Technical SEO—Additionals

Learn some additional tips of technical SEO, effectively using crawl budget, robots.txt, meta robots, hreflang and structured data to optimize your websites for search engines and users.

There are some additional factors that too can help technically optimize a website. Not all of them may apply to our website. We only have to deal with these if they apply to our project.

Crawl budget

Crawl budget refers to the number of pages on our site that search bots will crawl and index within a given timeframe. Since crawl budget is limited, we need to be aware if all of our important content is being crawled and indexed efficiently.

Since Googlebot’s main priority is crawling and indexing, most webmasters won’t need to worry about their crawl budget [40]. Google will handle crawling their pages on its own. We only need to think about the crawl budget in the following cases:

  • If we have a new website with lots of pages (1000+) as is the case with e-commerce websites.

  • If we have a large website with millions of pages.

  • If our website is updated frequently and it matters that the indexed version is fresh, as is the case with news websites.

We can monitor our website’s crawling activity by using Google Search Console’s Crawl Stats Report. It gives us stats on Googlebot’s crawling history of our website. Google offers a guide on how to use the Crawl Stats Report, and explicitly states that we shouldn’t need to use the report if our website has fewer than a thousand pages [41].

We can maximize our crawl budget by:

  • Improving our site’s speed, as advised by Google itself [42].

  • Removing or applying 301 redirects to duplicate content.

  • Keeping our sitemap updated and resubmitting the latest version to Google.

  • Fixing broken links.

  • Fixing long redirect chains (with more than one redirect between starting URL and destination URL) since they negatively impact crawling and indexing.

  • Getting rid of outdated or low-quality content.

  • Use internal links because Google prioritizes pages with more links pointing towards them.
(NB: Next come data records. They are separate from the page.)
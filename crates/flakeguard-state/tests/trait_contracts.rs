//! Trait contract tests for the Flakeguard stores.
//!
//! Every contract runs against both the in-memory fake and the SurrealDB
//! implementation (in-memory engine). Any conforming backend must pass these.

use chrono::{Duration, Utc};
use flakeguard_state::fakes::MemoryStore;
use flakeguard_state::storage_traits::*;
use flakeguard_state::{StorageError, SurrealStore};

fn run(repo: &RepositoryId, test: &str, status: RunStatus, minutes_ago: i64) -> TestRunRecord {
    TestRunRecord {
        repository_id: repo.clone(),
        test_name: test.to_string(),
        spec_file: "cypress/e2e/login.cy.ts".to_string(),
        status,
        commit_sha: "abc1234".to_string(),
        branch: "main".to_string(),
        run_id: format!("run-{minutes_ago}"),
        duration_ms: Some(1200),
        error_message: None,
        stack_trace: None,
        created_at: Utc::now() - Duration::minutes(minutes_ago),
    }
}

// ===========================================================================
// Contracts (generic over the backend)
// ===========================================================================

async fn runs_are_scoped_and_windowed<S: Store>(store: &S) {
    let repo = RepositoryId::derive("acme", "web");
    let other = RepositoryId::derive("acme", "api");

    let written = store
        .append_runs(&[
            run(&repo, "logs in", RunStatus::Passed, 10),
            run(&repo, "logs in", RunStatus::Failed, 60 * 24 * 30),
            run(&other, "logs in", RunStatus::Passed, 5),
        ])
        .await
        .unwrap();
    assert_eq!(written, 3);
    assert_eq!(store.append_runs(&[]).await.unwrap(), 0);

    let all = store.list_runs(&repo, None).await.unwrap();
    assert_eq!(all.len(), 2);
    assert!(all.iter().all(|r| r.repository_id == repo));

    let recent = store
        .list_runs(&repo, Some(Utc::now() - Duration::days(7)))
        .await
        .unwrap();
    assert_eq!(recent.len(), 1);
    assert_eq!(recent[0].status, RunStatus::Passed);
}

async fn repository_lifecycle<S: Store>(store: &S) {
    let repo = RepositoryRecord::new("Acme", "Web");
    let created = store.create_repository(repo.clone()).await.unwrap();
    assert_eq!(created.id, repo.id);

    let dup = store.create_repository(repo.clone()).await.unwrap_err();
    assert!(matches!(dup, StorageError::Conflict { .. }));

    let found = store.find_repository(Some("acme"), "web").await.unwrap();
    assert_eq!(found.map(|r| r.id), Some(repo.id.clone()));
    let by_name = store.find_repository(None, "WEB").await.unwrap();
    assert!(by_name.is_some());
    assert!(store.find_repository(None, "nope").await.unwrap().is_none());

    let mut updated = store.get_repository(&repo.id).await.unwrap();
    updated.flake_threshold = Some(12.5);
    updated.test_count = 42;
    store.update_repository(&updated).await.unwrap();
    let fetched = store.get_repository(&repo.id).await.unwrap();
    assert_eq!(fetched.flake_threshold, Some(12.5));
    assert_eq!(fetched.test_count, 42);

    let ghost = RepositoryRecord::new("acme", "ghost");
    let err = store.update_repository(&ghost).await.unwrap_err();
    assert!(err.is_not_found());
    let err = store.get_repository(&ghost.id).await.unwrap_err();
    assert!(matches!(err, StorageError::RepositoryNotFound { .. }));

    store
        .create_repository(RepositoryRecord::new("acme", "api"))
        .await
        .unwrap();
    let names: Vec<String> = store
        .list_repositories()
        .await
        .unwrap()
        .iter()
        .map(|r| r.full_name())
        .collect();
    assert_eq!(names, vec!["Acme/Web".to_string(), "acme/api".to_string()]);
}

async fn tests_upsert_in_place<S: Store>(store: &S) {
    let repo = RepositoryId::derive("acme", "web");
    let mut b = TestRecord::new(repo.clone(), "b.cy.ts", "second");
    let a = TestRecord::new(repo.clone(), "a.cy.ts", "first");
    store.upsert_test(&b).await.unwrap();
    store.upsert_test(&a).await.unwrap();

    b.excluded = true;
    b.manual_override = true;
    b.jira_ticket = Some(JiraTicketRef {
        key: "QA-1".into(),
        url: "https://jira.example/browse/QA-1".into(),
    });
    store.upsert_test(&b).await.unwrap();

    let listed = store.list_tests(&repo).await.unwrap();
    assert_eq!(listed.len(), 2);
    assert_eq!(listed[0].name, "first");
    assert!(listed[1].excluded && listed[1].manual_override);
    assert_eq!(listed[1].jira_ticket.as_ref().map(|t| t.key.as_str()), Some("QA-1"));

    let missing = TestId::derive(&repo, "c.cy.ts", "none");
    let err = store.get_test(&missing).await.unwrap_err();
    assert!(matches!(err, StorageError::TestNotFound { .. }));
}

async fn verdicts_supersede<S: Store>(store: &S) {
    let repo = RepositoryId::derive("acme", "web");
    let mut verdict = VerdictRecord {
        repository_id: repo.clone(),
        test_name: "logs in".into(),
        spec_file: "login.cy.ts".into(),
        flakiness_rate: 0.25,
        occurrences: 1,
        flaky_commits: vec!["abc1234".into()],
        runs_considered: 8,
        evaluated_at: Utc::now(),
    };
    store.upsert_verdict(&verdict).await.unwrap();
    verdict.occurrences = 2;
    verdict.flakiness_rate = 0.5;
    store.upsert_verdict(&verdict).await.unwrap();

    let listed = store.list_verdicts(&repo).await.unwrap();
    assert_eq!(listed.len(), 1);
    assert_eq!(listed[0].occurrences, 2);

    assert!(store.remove_verdict(&verdict.test_id()).await.unwrap());
    assert!(!store.remove_verdict(&verdict.test_id()).await.unwrap());
    assert!(store.list_verdicts(&repo).await.unwrap().is_empty());
}

async fn settings_default_then_saved<S: Store>(store: &S) {
    assert_eq!(store.load_settings().await.unwrap(), GlobalSettings::default());

    let mut settings = GlobalSettings::default();
    settings.guardrails.max_excluded_tests = 3;
    settings.repo_size_thresholds.small = 50;
    store.save_settings(&settings).await.unwrap();
    assert_eq!(store.load_settings().await.unwrap(), settings);
}

// ===========================================================================
// MemoryStore
// ===========================================================================

#[tokio::test]
async fn memory_runs_are_scoped_and_windowed() {
    runs_are_scoped_and_windowed(&MemoryStore::new()).await;
}

#[tokio::test]
async fn memory_repository_lifecycle() {
    repository_lifecycle(&MemoryStore::new()).await;
}

#[tokio::test]
async fn memory_tests_upsert_in_place() {
    tests_upsert_in_place(&MemoryStore::new()).await;
}

#[tokio::test]
async fn memory_verdicts_supersede() {
    verdicts_supersede(&MemoryStore::new()).await;
}

#[tokio::test]
async fn memory_settings_default_then_saved() {
    settings_default_then_saved(&MemoryStore::new()).await;
}

// ===========================================================================
// SurrealStore (mem://)
// ===========================================================================

#[tokio::test]
async fn surreal_runs_are_scoped_and_windowed() {
    let store = SurrealStore::in_memory().await.unwrap();
    runs_are_scoped_and_windowed(&store).await;
}

#[tokio::test]
async fn surreal_repository_lifecycle() {
    let store = SurrealStore::in_memory().await.unwrap();
    repository_lifecycle(&store).await;
}

#[tokio::test]
async fn surreal_tests_upsert_in_place() {
    let store = SurrealStore::in_memory().await.unwrap();
    tests_upsert_in_place(&store).await;
}

#[tokio::test]
async fn surreal_verdicts_supersede() {
    let store = SurrealStore::in_memory().await.unwrap();
    verdicts_supersede(&store).await;
}

#[tokio::test]
async fn surreal_settings_default_then_saved() {
    let store = SurrealStore::in_memory().await.unwrap();
    settings_default_then_saved(&store).await;
}
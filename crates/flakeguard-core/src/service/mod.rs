//! Service operations behind the HTTP API.
//!
//! [`FlakeService`] owns injected handles to the store, the ticket gateway
//! and the spec-change detector. Every operation is request-scoped; there is
//! no background work.
//!
//! Locking: writes that touch several tests of one repository (ingestion,
//! recalculation, ticket refresh, exclusion changes) hold the repository
//! lock, so guardrail counts are exact. Read-modify-write of a single test
//! additionally holds that test's lock. Locks are always taken repository
//! first.

mod exclusion;
mod ingest;
mod locks;
mod repositories;
mod tickets;

use std::sync::Arc;

use chrono::Duration;

use flakeguard_jira::TicketGateway;
use flakeguard_state::{RepositoryId, RepositoryRecord, Store, TestId, TestRecord};

use crate::domain::{FlakeguardError, Result, ValidationError};
use crate::git::SpecChangeDetector;
use crate::validation::split_repository;

use locks::KeyedLocks;

pub use tickets::{default_description, default_summary};

/// How long a "no ticket found" answer is trusted before the dashboard
/// searches again.
pub const DEFAULT_TICKET_TTL_MINUTES: i64 = 10;

/// Flakeguard operations over injected collaborators.
pub struct FlakeService {
    store: Arc<dyn Store>,
    gateway: Arc<dyn TicketGateway>,
    detector: Arc<dyn SpecChangeDetector>,
    locks: KeyedLocks,
    ticket_ttl: Duration,
}

impl FlakeService {
    pub fn new(
        store: Arc<dyn Store>,
        gateway: Arc<dyn TicketGateway>,
        detector: Arc<dyn SpecChangeDetector>,
    ) -> Self {
        Self {
            store,
            gateway,
            detector,
            locks: KeyedLocks::default(),
            ticket_ttl: Duration::minutes(DEFAULT_TICKET_TTL_MINUTES),
        }
    }

    /// Override the ticket-cache freshness window.
    pub fn with_ticket_ttl(mut self, ttl: Duration) -> Self {
        self.ticket_ttl = ttl;
        self
    }

    pub fn store(&self) -> &Arc<dyn Store> {
        &self.store
    }

    /// Whether ticket creation and lookup are available.
    pub fn ticketing_enabled(&self) -> bool {
        self.gateway.is_enabled()
    }

    /// Resolve a repository reference: an id, `owner/name`, or a bare name.
    pub async fn resolve_repository(&self, reference: &str) -> Result<RepositoryRecord> {
        let reference = reference.trim();
        if reference.is_empty() {
            return Err(ValidationError::field("repo", "is required").into());
        }

        match self
            .store
            .get_repository(&RepositoryId(reference.to_string()))
            .await
        {
            Ok(repo) => return Ok(repo),
            Err(err) if err.is_not_found() => {}
            Err(err) => return Err(err.into()),
        }

        let (owner, name) = split_repository(reference, None);
        self.store
            .find_repository(owner, name)
            .await?
            .ok_or_else(|| FlakeguardError::not_found("repository", reference))
    }

    /// Fetch a test, checking that it belongs to `repo` when given.
    async fn load_test(&self, test_id: &str, repo: Option<&RepositoryId>) -> Result<TestRecord> {
        let test_id = test_id.trim();
        if test_id.is_empty() {
            return Err(ValidationError::field("testId", "is required").into());
        }
        let test = self.store.get_test(&TestId(test_id.to_string())).await?;
        match repo {
            Some(repo) if *repo != test.repository_id => {
                Err(FlakeguardError::not_found("test", test_id))
            }
            _ => Ok(test),
        }
    }
}

fn repo_key(id: &RepositoryId) -> String {
    format!("repository:{id}")
}

fn test_key(id: &TestId) -> String {
    format!("test:{id}")
}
Since backlinks aren’t completely in our control, we can fill the gaps with internal links.

The robots.txt file

Setting up the robots.txt file successfully is another plus of our website’s technical SEO. robots.txt, also called Robot Exclusion Protocol, is the first thing that Googlebot will try to retrieve for permission to crawl the website’s pages.

A robots.txt file must be placed in the topmost directory of the website and has a URL similar to the one below:

http://www.yourdomain.com/robots.txt

The page appears similar to the one below:

Press + to interact
Showcasing the robots.txt file
Showcasing the robots.txt file

Reasons for having robots.txt

If a website does not have a robots.txt file, all the pages will generally be crawled in the normal way [43]. So it’s easy to understand why most websites don’t need a robots.txt file. Without a robots.txt file, Google and other search engines will automatically index all the pages on our site.

That being said, there are multiple benefits of having a robots.txt file:

  • Block pages on your website: It allows us to block certain pages on our website that we don’t want indexed and available for the public. These may be login pages or staging site that we don’t want showing up in search results. We can Disallow them in the robots.txt file.

  • Use crawl budget effectively: If there are low-quality pages that are eating away our crawl budget and preventing the important pages from getting indexed, we can Disallow the unimportant content in this file. This helps reserve our crawl budget for the pages that matter to our website.

  • Prevent crawl of duplicate pages: Using the file, we can prevent the crawling of duplicate content.

  • Prevent indexing resources: We can Disallow indexing of resources, such as PDFs, images and videos.

  • Include sitemap in robot.txt: Including the path to our site’s sitemap in the robots.txt file by including the line "Sitemap: https://yourdomain.com/my_sitemap.xml" anywhere in the file is another way to make it discoverable to search engines, aside from submitting it using the Sitemaps report.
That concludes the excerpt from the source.